Era uno de sus primeros momentos de ternura en mucho tiempo y Kate se dio cuenta de cuánto los había echado de menos. Le dio un beso.

– Supongo que te habrás enterado de que ya soy médico -dijo él; luego se encogió de hombros y esbozó una sonrisa avergonzada.

– Ya -respondió ella, apoyando su cabeza en la de él-, pero no rompas el encanto.

Siguieron desempaquetando las cosas de Greg. Unas cuantas fotos y recuerdos, incluyendo una pieza de madera pintada que ella le había regalado, donde se podía leer « PERSEVERANCIA », en letras mayúsculas negritas. Una tonelada de viejos tomos de medicina. Greg se subió a la mesa y fue poniendo en los estantes los libros que Kate le pasaba, de dos en dos o de tres en tres. Casi todos eran libros de texto encuadernados en tela de los tiempos de la facultad de medicina. «La mayoría por leer», reconoció Greg. Los había aún más viejos. Un par de libros de texto de filosofía cubiertos de polvo de cuando iba al instituto. Unos cuantos que se había traído consigo al mudarse. En español.
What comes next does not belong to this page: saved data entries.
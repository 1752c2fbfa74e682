//! Pilha encadeada sobre arena
//!
//! Os nós vivem num `Vec`; o elo "próximo" é um índice opcional. Slots
//! liberados por `pop` vão para uma free list e são reaproveitados.

use crate::error::{StructureError, StructureResult};

/// Índice de nó na arena
pub type NodeId = usize;

#[derive(Debug, Clone)]
enum Slot<T> {
    Occupied { value: T, next: Option<NodeId> },
    Free { next_free: Option<NodeId> },
}

/// Pilha LIFO com elos explícitos
#[derive(Debug, Clone)]
pub struct LinkedStack<T> {
    slots: Vec<Slot<T>>,
    top: Option<NodeId>,
    free: Option<NodeId>,
    len: usize,
}

impl<T> LinkedStack<T> {
    /// Cria pilha vazia
    pub fn new() -> Self {
        Self {
            slots: Vec::new(),
            top: None,
            free: None,
            len: 0,
        }
    }

    pub fn is_empty(&self) -> bool {
        self.top.is_none()
    }

    pub fn len(&self) -> usize {
        self.len
    }

    /// Slots alocados, ocupados ou livres
    pub fn capacity(&self) -> usize {
        self.slots.len()
    }

    /// Empilha no topo
    pub fn push(&mut self, value: T) -> NodeId {
        let node = Slot::Occupied {
            value,
            next: self.top,
        };

        let id = match self.free {
            Some(id) => {
                if let Slot::Free { next_free } = self.slots[id] {
                    self.free = next_free;
                }
                self.slots[id] = node;
                id
            }
            None => {
                self.slots.push(node);
                self.slots.len() - 1
            }
        };

        self.top = Some(id);
        self.len += 1;
        id
    }

    /// Remove e retorna o topo
    pub fn pop(&mut self) -> StructureResult<T> {
        let id = self.top.ok_or(StructureError::EmptyStack("pop"))?;
        let freed = Slot::Free {
            next_free: self.free,
        };

        match std::mem::replace(&mut self.slots[id], freed) {
            Slot::Occupied { value, next } => {
                self.top = next;
                self.free = Some(id);
                self.len -= 1;
                Ok(value)
            }
            // top sempre aponta para slot ocupado
            Slot::Free { .. } => unreachable!("stack top points at a free slot"),
        }
    }

    /// Topo sem remover
    pub fn peek(&self) -> StructureResult<&T> {
        let id = self.top.ok_or(StructureError::EmptyStack("peek"))?;
        match &self.slots[id] {
            Slot::Occupied { value, .. } => Ok(value),
            Slot::Free { .. } => unreachable!("stack top points at a free slot"),
        }
    }

    /// Itera do topo para a base
    pub fn iter(&self) -> Iter<'_, T> {
        Iter {
            slots: &self.slots,
            current: self.top,
        }
    }
}

impl<T> Default for LinkedStack<T> {
    fn default() -> Self {
        Self::new()
    }
}

/// Iterador que segue os elos a partir do topo
pub struct Iter<'a, T> {
    slots: &'a [Slot<T>],
    current: Option<NodeId>,
}

impl<'a, T> Iterator for Iter<'a, T> {
    type Item = &'a T;

    fn next(&mut self) -> Option<Self::Item> {
        let id = self.current?;
        match &self.slots[id] {
            Slot::Occupied { value, next } => {
                self.current = *next;
                Some(value)
            }
            Slot::Free { .. } => None,
        }
    }
}

impl<'a, T> IntoIterator for &'a LinkedStack<T> {
    type Item = &'a T;
    type IntoIter = Iter<'a, T>;

    fn into_iter(self) -> Self::IntoIter {
        self.iter()
    }
}

impl<T> FromIterator<T> for LinkedStack<T> {
    fn from_iter<I: IntoIterator<Item = T>>(iter: I) -> Self {
        let mut stack = Self::new();
        for value in iter {
            stack.push(value);
        }
        stack
    }
}
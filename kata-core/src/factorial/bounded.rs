//! Cache de fatoriais em tabela fixa de `i64`

use crate::{KataError, KataResult};
use tracing::debug;

/// Tamanho da tabela: 0! até 20!, o maior fatorial que cabe em `i64`
pub const BOUNDED_TABLE_LEN: usize = 21;

/// Fatoriais memoizados em largura fixa
///
/// A tabela cresce preguiçosamente até o maior índice já pedido e nunca
/// encolhe. Entradas preenchidas nunca são recalculadas.
#[derive(Debug, Clone)]
pub struct BoundedFactorialCache {
    table: [i64; BOUNDED_TABLE_LEN],
    /// Maior índice já preenchido
    last: usize,
}

impl BoundedFactorialCache {
    /// Cria cache com apenas 0! = 1
    pub fn new() -> Self {
        let mut table = [0; BOUNDED_TABLE_LEN];
        table[0] = 1;
        Self { table, last: 0 }
    }

    /// Retorna x!, estendendo a tabela se necessário
    ///
    /// Falha com [`KataError::OutOfRange`] para x negativo e com
    /// [`KataError::Overflow`] para x ≥ 21.
    pub fn factorial(&mut self, x: i64) -> KataResult<i64> {
        if x < 0 {
            return Err(KataError::negative("x", x));
        }
        if x >= BOUNDED_TABLE_LEN as i64 {
            return Err(KataError::Overflow {
                value: x,
                limit: BOUNDED_TABLE_LEN as i64,
            });
        }

        let x = x as usize;
        self.compute_and_cache(x);
        Ok(self.table[x])
    }

    fn compute_and_cache(&mut self, x: usize) {
        if self.last >= x {
            return;
        }

        debug!(from = self.last, to = x, "extending bounded factorial table");
        while self.last < x {
            // Se 18! já estava guardado, agora guarda 19!
            self.table[self.last + 1] = self.table[self.last] * (self.last as i64 + 1);
            self.last += 1;
        }
    }

    /// Maior índice já preenchido
    pub fn last(&self) -> usize {
        self.last
    }

    /// Entradas já calculadas, de 0! até last!
    pub fn cached(&self) -> &[i64] {
        &self.table[..=self.last]
    }
}

impl Default for BoundedFactorialCache {
    fn default() -> Self {
        Self::new()
    }
}
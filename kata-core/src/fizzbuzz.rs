//! FizzBuzz com 5 e 7

use crate::{KataError, KataResult};

/// Maior `n` aceito pela variante por tabela
pub const FIZZ_BUZZ_TABLE_MAX: usize = 35;

/// Múltiplos de 5 viram "fizz", de 7 "buzz", de ambos "fizbuzz"
pub fn fizz_buzz(n: usize) -> Vec<String> {
    (1..=n)
        .map(|i| match (i % 5 == 0, i % 7 == 0) {
            (true, true) => "fizbuzz".to_string(),
            (true, false) => "fizz".to_string(),
            (false, true) => "buzz".to_string(),
            (false, false) => i.to_string(),
        })
        .collect()
}

/// Mesma saída de [`fizz_buzz`], classificando pelo resto de i / 35
pub fn fizz_buzz_table(n: usize) -> KataResult<Vec<String>> {
    if n > FIZZ_BUZZ_TABLE_MAX {
        return Err(KataError::OutOfRange {
            name: "n",
            value: n as i64,
            reason: "must be between 0 and 35",
        });
    }

    Ok((1..=n)
        .map(|i| match i % 35 {
            0 => "fizbuzz".to_string(),
            5 | 10 | 15 | 20 | 25 | 30 => "fizz".to_string(),
            7 | 14 | 21 | 28 => "buzz".to_string(),
            _ => i.to_string(),
        })
        .collect())
}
– ¿Por qué demonios dejas a la vista estas antigüedades? -preguntó Kate.

– Por la misma razón que todos los médicos: nos hace parecer listos.

Kate se puso de puntillas, tratando de pasarle otros tres.

– Pues toma, Einstein.

De pronto, se le cayó uno de la mano y le dio en el hombro antes de caer al suelo.

– ¿Te has hecho daño? -preguntó Greg.

– No.

Kate se arrodilló. Era un viejo ejemplar de Cien a ñ os de soledad, de Gabriel García Márquez. En español, su lengua materna. Greg debía de haberlo traído de México. Seguramente llevaba años en el fondo de esa vieja caja.

– Eh, mira esto.

Tenía abierta la solapa. En la carátula había un anotado nombre, con tinta descolorida.

Kate se quedó fría.

En ese instante el tiempo se detuvo; fue entonces cuando Kate vio su vida a un lado, una vida que sabía que ahora se quedaba atrás… y algo distinto al otro, algo que no quería ver. Y por mucho que quisiera evitar que pasara, aquel momento no iba a detenerse.

Leyó lo que ponía.

– ¡Kate!

Fue como si le hubieran vaciado de oxígeno los pulmones. O algo parecido al horror de un avión que de repente acelera y desciende en picado… algo escalofriante que lo cambiaba todo, imposible de creer, pero real.